Pajęczyna Abramowicza. Tak rosyjski oligarcha nie płacił podatków

Rosyjski oligarcha Roman Abramowicz zorganizował pajęczynę spółek offshore, pozwalającą mu uniknąć zapłaty podatku VAT od zakupu i użytkowania luksusowych jachtów - wynika ze śledztwa przeprowadzonego przez brytyjskich i cypryjskich dziennikarzy. W przedstawionych przez nich poufnych dokumentach widać też, że celowo i z premedytacją wykorzystano schemat, stworzony do obsługi wielkich statków handlowych, nie luksusowych superjachtów.

2025-01-28, 17:00

Pajęczyna Abramowicza. Tak rosyjski oligarcha nie płacił podatków
Brytyjscy dziennikarze i ich cypryjscy koledzy ujawnili, że Abramowicz latami unikał płacenia podatków od luksusowych jachtów poprzez udawanie biznesowego celu ich użytkowania. Foto: magicinfoto/ Shutterstock/ Alizada Studios/ Shutterstock

Historia sięga 2005 roku, kiedy znajomy Putina, Roman Abramowicz stał się jednym z najbogatszych ludzi świata po sprzedaży udziałów w rosyjskiej firmie naftowej. Szybko stał się koneserem luksusowych jachtów kupując m.in.: Ecstaseę, Lunę, Le Grand Bleu, Peloru, czy - wyceniany na około 700 mln dolarów, 162-metrowy, a więc jeden z największych na świecie - Eclipse. To na nich Abramowicz urządzał wystawne przyjęcia za miliony dolarów. 

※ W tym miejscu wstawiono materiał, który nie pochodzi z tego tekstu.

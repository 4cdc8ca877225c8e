//! Polled lists that grow at the front as new rows appear upstream.
//!
//! A feed is seeded from the first fetch. Each later fetch is diffed against every
//! key seen so far; unseen rows are prepended in arrival order and stay highlighted
//! until their deadline passes. Boards whose rows change in place use `refresh`,
//! which replaces the rows and highlights only keys never seen before.

use crate::error::ApiError;
use crate::models::{PumpToken, Swap};
use std::collections::{HashMap, HashSet, VecDeque};
use std::future::Future;
use std::time::Duration;
use tokio::task::JoinHandle;
use tokio::time::{Instant, MissedTickBehavior};
use tokio_util::sync::CancellationToken;
use tracing::{debug, warn};

/// Identity of a polled row.
pub trait Keyed {
    fn key(&self) -> &str;
}

impl Keyed for Swap {
    fn key(&self) -> &str {
        &self.transaction_hash
    }
}

impl Keyed for PumpToken {
    fn key(&self) -> &str {
        &self.token_address
    }
}

/// Keys remembered per row of capacity before the oldest are forgotten.
const KNOWN_PER_ROW: usize = 4;

#[derive(Debug, Clone)]
pub struct FeedState<T> {
    items: Vec<T>,
    known: HashSet<String>,
    known_order: VecDeque<String>,
    fresh: HashMap<String, Instant>,
    highlight: Duration,
    capacity: usize,
}

impl<T: Keyed> FeedState<T> {
    pub fn new(highlight: Duration, capacity: usize) -> Self {
        Self {
            items: Vec::new(),
            known: HashSet::new(),
            known_order: VecDeque::new(),
            fresh: HashMap::new(),
            highlight,
            capacity: capacity.max(1),
        }
    }

    /// Replaces the feed with an initial fetch. Nothing is highlighted.
    pub fn seed(&mut self, items: Vec<T>) {
        self.known.clear();
        self.known_order.clear();
        self.fresh.clear();
        let mut kept = Vec::with_capacity(items.len().min(self.capacity));
        for item in items {
            if kept.len() == self.capacity {
                break;
            }
            if self.remember(item.key()) {
                kept.push(item);
            }
        }
        self.items = kept;
    }

    /// Prepends rows whose key has never been seen and returns how many were added.
    pub fn merge(&mut self, incoming: Vec<T>, now: Instant) -> usize {
        let deadline = now + self.highlight;
        let mut added: Vec<T> = Vec::new();
        for item in incoming {
            if self.remember(item.key()) {
                self.fresh.insert(item.key().to_string(), deadline);
                added.push(item);
            }
        }

        let count = added.len();
        if count > 0 {
            added.append(&mut self.items);
            self.items = added;
            if self.items.len() > self.capacity {
                for dropped in &self.items[self.capacity..] {
                    self.fresh.remove(dropped.key());
                }
                self.items.truncate(self.capacity);
            }
            self.forget_oldest();
        }
        count
    }

    /// Replaces every row with the latest fetch, keeping upstream order.
    ///
    /// Rows that were already present take their new values; keys never seen
    /// before are highlighted. Returns how many keys were new.
    pub fn refresh(&mut self, incoming: Vec<T>, now: Instant) -> usize {
        let deadline = now + self.highlight;
        let mut present: HashSet<String> = HashSet::with_capacity(incoming.len());
        let mut rows = Vec::with_capacity(incoming.len().min(self.capacity));
        let mut added = 0;
        for item in incoming {
            if rows.len() == self.capacity {
                break;
            }
            if !present.insert(item.key().to_string()) {
                continue;
            }
            if self.remember(item.key()) {
                self.fresh.insert(item.key().to_string(), deadline);
                added += 1;
            }
            rows.push(item);
        }

        self.fresh.retain(|key, _| present.contains(key));
        self.items = rows;
        self.forget_oldest();
        added
    }

    fn remember(&mut self, key: &str) -> bool {
        if self.known.insert(key.to_string()) {
            self.known_order.push_back(key.to_string());
            true
        } else {
            false
        }
    }

    /// Drops the oldest remembered keys once the history outgrows the feed.
    /// Keys of rows still on screen are never forgotten.
    fn forget_oldest(&mut self) {
        let limit = self.capacity.saturating_mul(KNOWN_PER_ROW);
        if self.known_order.len() <= limit {
            return;
        }

        let live: HashSet<&str> = self.items.iter().map(|item| item.key()).collect();
        let mut excess = self.known_order.len() - limit;
        let mut kept = VecDeque::with_capacity(limit);
        for key in self.known_order.drain(..) {
            if excess > 0 && !live.contains(key.as_str()) {
                self.known.remove(&key);
                excess -= 1;
            } else {
                kept.push_back(key);
            }
        }
        self.known_order = kept;
    }

    /// Number of keys currently remembered for de-duplication.
    pub fn known_len(&self) -> usize {
        self.known.len()
    }

    /// Clears highlights whose deadline has passed. Returns true if any were cleared.
    pub fn expire_highlights(&mut self, now: Instant) -> bool {
        let before = self.fresh.len();
        self.fresh.retain(|_, deadline| *deadline > now);
        self.fresh.len() != before
    }

    pub fn is_fresh(&self, key: &str) -> bool {
        self.fresh.contains_key(key)
    }

    pub fn has_fresh(&self) -> bool {
        !self.fresh.is_empty()
    }

    pub fn items(&self) -> &[T] {
        &self.items
    }

    pub fn len(&self) -> usize {
        self.items.len()
    }

    pub fn is_empty(&self) -> bool {
        self.items.is_empty()
    }

    pub fn clear(&mut self) {
        self.items.clear();
        self.known.clear();
        self.known_order.clear();
        self.fresh.clear();
    }
}

#[derive(Debug)]
pub enum PollUpdate<T> {
    /// Result of the first fetch; its failure is the one the view reports.
    Initial(Result<Vec<T>, ApiError>),
    /// A later successful fetch. Failed ticks are logged and never delivered.
    Tick(Vec<T>),
}

/// Owner of a polling task. Dropping it stops the task.
#[derive(Debug)]
pub struct PollHandle {
    cancel: CancellationToken,
    task: JoinHandle<()>,
}

impl PollHandle {
    pub fn cancel(&self) {
        self.cancel.cancel();
    }

    pub fn is_finished(&self) -> bool {
        self.task.is_finished()
    }
}

impl Drop for PollHandle {
    fn drop(&mut self) {
        self.cancel.cancel();
    }
}

/// Fetches once, then again every `every`, handing results to `sink`.
/// The task ends when the handle is dropped or `sink` returns false.
pub fn spawn_poller<T, F, Fut, S>(label: &'static str, every: Duration, mut fetch: F, mut sink: S) -> PollHandle
where
    T: Send + 'static,
    F: FnMut() -> Fut + Send + 'static,
    Fut: Future<Output = Result<Vec<T>, ApiError>> + Send + 'static,
    S: FnMut(PollUpdate<T>) -> bool + Send + 'static,
{
    let cancel = CancellationToken::new();
    let token = cancel.clone();

    let task = tokio::spawn(async move {
        let initial = tokio::select! {
            biased;
            _ = token.cancelled() => return,
            result = fetch() => result,
        };
        if !sink(PollUpdate::Initial(initial)) {
            return;
        }

        let mut ticker = tokio::time::interval_at(Instant::now() + every, every);
        ticker.set_missed_tick_behavior(MissedTickBehavior::Delay);

        loop {
            tokio::select! {
                biased;
                _ = token.cancelled() => break,
                _ = ticker.tick() => {}
            }

            let result = tokio::select! {
                biased;
                _ = token.cancelled() => break,
                result = fetch() => result,
            };

            match result {
                Ok(items) => {
                    if !sink(PollUpdate::Tick(items)) {
                        break;
                    }
                }
                Err(err) => warn!(feed = label, error = %err, "poll tick failed, keeping current rows"),
            }
        }
        debug!(feed = label, "poller stopped");
    });

    PollHandle { cancel, task }
}

#[cfg(test)]
mod tests {
    use super::*;
    use std::sync::atomic::{AtomicUsize, Ordering};
    use std::sync::Arc;
    use tokio::sync::mpsc;

    #[derive(Debug, Clone, PartialEq)]
    struct Row(String);

    impl Keyed for Row {
        fn key(&self) -> &str {
            &self.0
        }
    }

    fn rows(keys: &[&str]) -> Vec<Row> {
        keys.iter().map(|k| Row(k.to_string())).collect()
    }

    fn keys(feed: &FeedState<Row>) -> Vec<&str> {
        feed.items().iter().map(|r| r.0.as_str()).collect()
    }

    #[test]
    fn test_merge_prepends_only_unseen() {
        let now = Instant::now();
        let mut feed = FeedState::new(Duration::from_secs(5), 100);
        feed.seed(rows(&["c", "b", "a"]));

        let added = feed.merge(rows(&["e", "d", "c", "b"]), now);

        assert_eq!(added, 2);
        assert_eq!(feed.len(), 5);
        assert_eq!(keys(&feed), vec!["e", "d", "c", "b", "a"]);
        assert!(feed.is_fresh("e"));
        assert!(feed.is_fresh("d"));
        assert!(!feed.is_fresh("c"));
    }

    #[test]
    fn test_highlights_expire_after_delay() {
        let now = Instant::now();
        let mut feed = FeedState::new(Duration::from_secs(5), 100);
        feed.seed(rows(&["a"]));
        feed.merge(rows(&["b"]), now);

        assert!(!feed.expire_highlights(now + Duration::from_secs(4)));
        assert!(feed.is_fresh("b"));

        assert!(feed.expire_highlights(now + Duration::from_secs(5)));
        assert!(!feed.has_fresh());
        assert_eq!(keys(&feed), vec!["b", "a"]);
    }

    #[test]
    fn test_seed_is_not_highlighted_and_dedupes() {
        let mut feed = FeedState::new(Duration::from_secs(5), 100);
        feed.seed(rows(&["a", "b", "a"]));
        assert_eq!(keys(&feed), vec!["a", "b"]);
        assert!(!feed.has_fresh());
    }

    #[test]
    fn test_capacity_drops_oldest_without_resurfacing() {
        let now = Instant::now();
        let mut feed = FeedState::new(Duration::from_secs(5), 3);
        feed.seed(rows(&["c", "b", "a"]));

        feed.merge(rows(&["d"]), now);
        assert_eq!(keys(&feed), vec!["d", "c", "b"]);

        let added = feed.merge(rows(&["d", "a"]), now);
        assert_eq!(added, 0);
        assert_eq!(keys(&feed), vec!["d", "c", "b"]);
    }

    #[derive(Debug, Clone, PartialEq)]
    struct Progress(String, u32);

    impl Keyed for Progress {
        fn key(&self) -> &str {
            &self.0
        }
    }

    #[test]
    fn test_refresh_updates_rows_in_place() {
        let now = Instant::now();
        let mut feed = FeedState::new(Duration::from_secs(5), 100);
        feed.seed(vec![Progress("a".into(), 10), Progress("gone".into(), 95)]);

        let added = feed.refresh(
            vec![Progress("new".into(), 1), Progress("a".into(), 80)],
            now,
        );

        assert_eq!(added, 1);
        assert_eq!(
            feed.items(),
            &[Progress("new".into(), 1), Progress("a".into(), 80)]
        );
        assert!(feed.is_fresh("new"));
        assert!(!feed.is_fresh("a"));
    }

    #[test]
    fn test_refresh_does_not_rehighlight_returning_rows() {
        let now = Instant::now();
        let mut feed = FeedState::new(Duration::from_secs(5), 100);
        feed.seed(vec![Progress("a".into(), 10)]);

        feed.refresh(vec![Progress("b".into(), 5)], now);
        assert!(feed.is_fresh("b"));
        assert_eq!(feed.refresh(vec![Progress("a".into(), 20)], now), 0);
        assert!(!feed.has_fresh());
        assert_eq!(feed.items(), &[Progress("a".into(), 20)]);
    }

    #[test]
    fn test_known_keys_stay_bounded() {
        let now = Instant::now();
        let mut feed = FeedState::new(Duration::from_secs(5), 2);
        feed.seed(rows(&["seed"]));

        for n in 0..100 {
            feed.merge(rows(&[format!("tx{n}").as_str()]), now);
        }

        assert!(feed.known_len() <= 2 * KNOWN_PER_ROW);
        assert_eq!(keys(&feed), vec!["tx99", "tx98"]);
        // Rows still shown are remembered and never re-added.
        assert_eq!(feed.merge(rows(&["tx99", "tx98"]), now), 0);
    }

    #[test]
    fn test_bounded_history_keeps_long_lived_rows() {
        let now = Instant::now();
        let mut feed = FeedState::new(Duration::from_secs(5), 2);
        feed.seed(vec![Progress("old".into(), 1)]);

        for n in 0..50 {
            feed.refresh(
                vec![Progress("old".into(), 1), Progress(format!("t{n}"), 0)],
                now,
            );
        }

        assert!(feed.known_len() <= 2 * KNOWN_PER_ROW);
        assert_eq!(
            feed.refresh(vec![Progress("old".into(), 2)], now + Duration::from_secs(10)),
            0
        );
        assert!(!feed.is_fresh("old"));
    }

    #[tokio::test(start_paused = true)]
    async fn test_poller_swallows_failed_ticks() {
        let calls = Arc::new(AtomicUsize::new(0));
        let (tx, mut rx) = mpsc::unbounded_channel();
        let counter = calls.clone();

        let _handle = spawn_poller(
            "test",
            Duration::from_secs(10),
            move || {
                let n = counter.fetch_add(1, Ordering::SeqCst);
                async move {
                    if n == 1 {
                        Err(ApiError::Status {
                            status: 500,
                            endpoint: "test".to_string(),
                        })
                    } else {
                        Ok(vec![Row(format!("tx{n}"))])
                    }
                }
            },
            move |update| tx.send(update).is_ok(),
        );

        match rx.recv().await {
            Some(PollUpdate::Initial(Ok(items))) => assert_eq!(items, vec![Row("tx0".into())]),
            other => panic!("unexpected first update: {other:?}"),
        }
        match rx.recv().await {
            Some(PollUpdate::Tick(items)) => assert_eq!(items, vec![Row("tx2".into())]),
            other => panic!("unexpected tick: {other:?}"),
        }
        assert_eq!(calls.load(Ordering::SeqCst), 3);
    }

    #[tokio::test(start_paused = true)]
    async fn test_initial_failure_is_delivered() {
        let (tx, mut rx) = mpsc::unbounded_channel::<PollUpdate<Row>>();
        let _handle = spawn_poller(
            "test",
            Duration::from_secs(30),
            || async { Err(ApiError::MissingApiKey) },
            move |update| tx.send(update).is_ok(),
        );

        assert!(matches!(
            rx.recv().await,
            Some(PollUpdate::Initial(Err(ApiError::MissingApiKey)))
        ));
    }

    #[tokio::test(start_paused = true)]
    async fn test_dropping_handle_stops_ticks() {
        let calls = Arc::new(AtomicUsize::new(0));
        let counter = calls.clone();
        let handle = spawn_poller(
            "test",
            Duration::from_secs(1),
            move || {
                counter.fetch_add(1, Ordering::SeqCst);
                async { Ok(Vec::<Row>::new()) }
            },
            |_| true,
        );

        tokio::time::sleep(Duration::from_millis(2_500)).await;
        let seen = calls.load(Ordering::SeqCst);
        assert!(seen >= 2);

        drop(handle);
        tokio::time::sleep(Duration::from_secs(10)).await;
        assert_eq!(calls.load(Ordering::SeqCst), seen);
    }
}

Tyle, że Roman Abramowicz nie był właścicielem łodzi, przynajmniej nie bezpośrednio, a sylwestrowa zabawa była działalnością komercyjną, przynajmniej według dokumentów - wskazuje śledztwo przeprowadzone przez "The Guardian", BBC, Biuro Dziennikarstwa Śledczego (Bureau of Investigative Journalism - BIJ), oraz "Der Spiegel" i ZDF. Wymienione łodzie należały do firm zarejestrowanych na Brytyjskich Wyspach Dziewiczych i będących własnością funduszu, którego końcowym beneficjentem był Abramowicz. 

Warte setki milionów dolarów łodzie zarejestrowane były zaś na Bermudach. Najpierw jako towarowe ("inny ładunek - cargo"), potem jako "przeznaczone do użytku komercyjnego", wreszcie - jako "łodzie pasażerskie", czyli tak, jak promy, czy wycieczkowce. Właściciele łodzi leasingowali je dalej spółce Blue Ocean Yacht Management (BOYM), zarejestrowanej na Cyprze. Beneficjentem tej spółki także był Abramowicz. Blue Ocean Yacht Management miała kontrolę nad jachtami i wypożyczało je, na podstawie umów biznesowych, innym spółkom, do działalności komercyjnej. Dzięki temu zarabiała na utrzymanie jachtów, ich serwis i paliwo, które - jako kupowane na potrzeby statków przeznaczonych do działalności handlowej - zwolnione było z VAT. Jak powiedział BBC specjalista od prawa dotyczącego superjachtów Benjamin Maltby, to mechanizm wykorzystywany w świecie operatorów statków handlowych, głównie masowców, pozwalający realnie obniżyć koszty dostaw. 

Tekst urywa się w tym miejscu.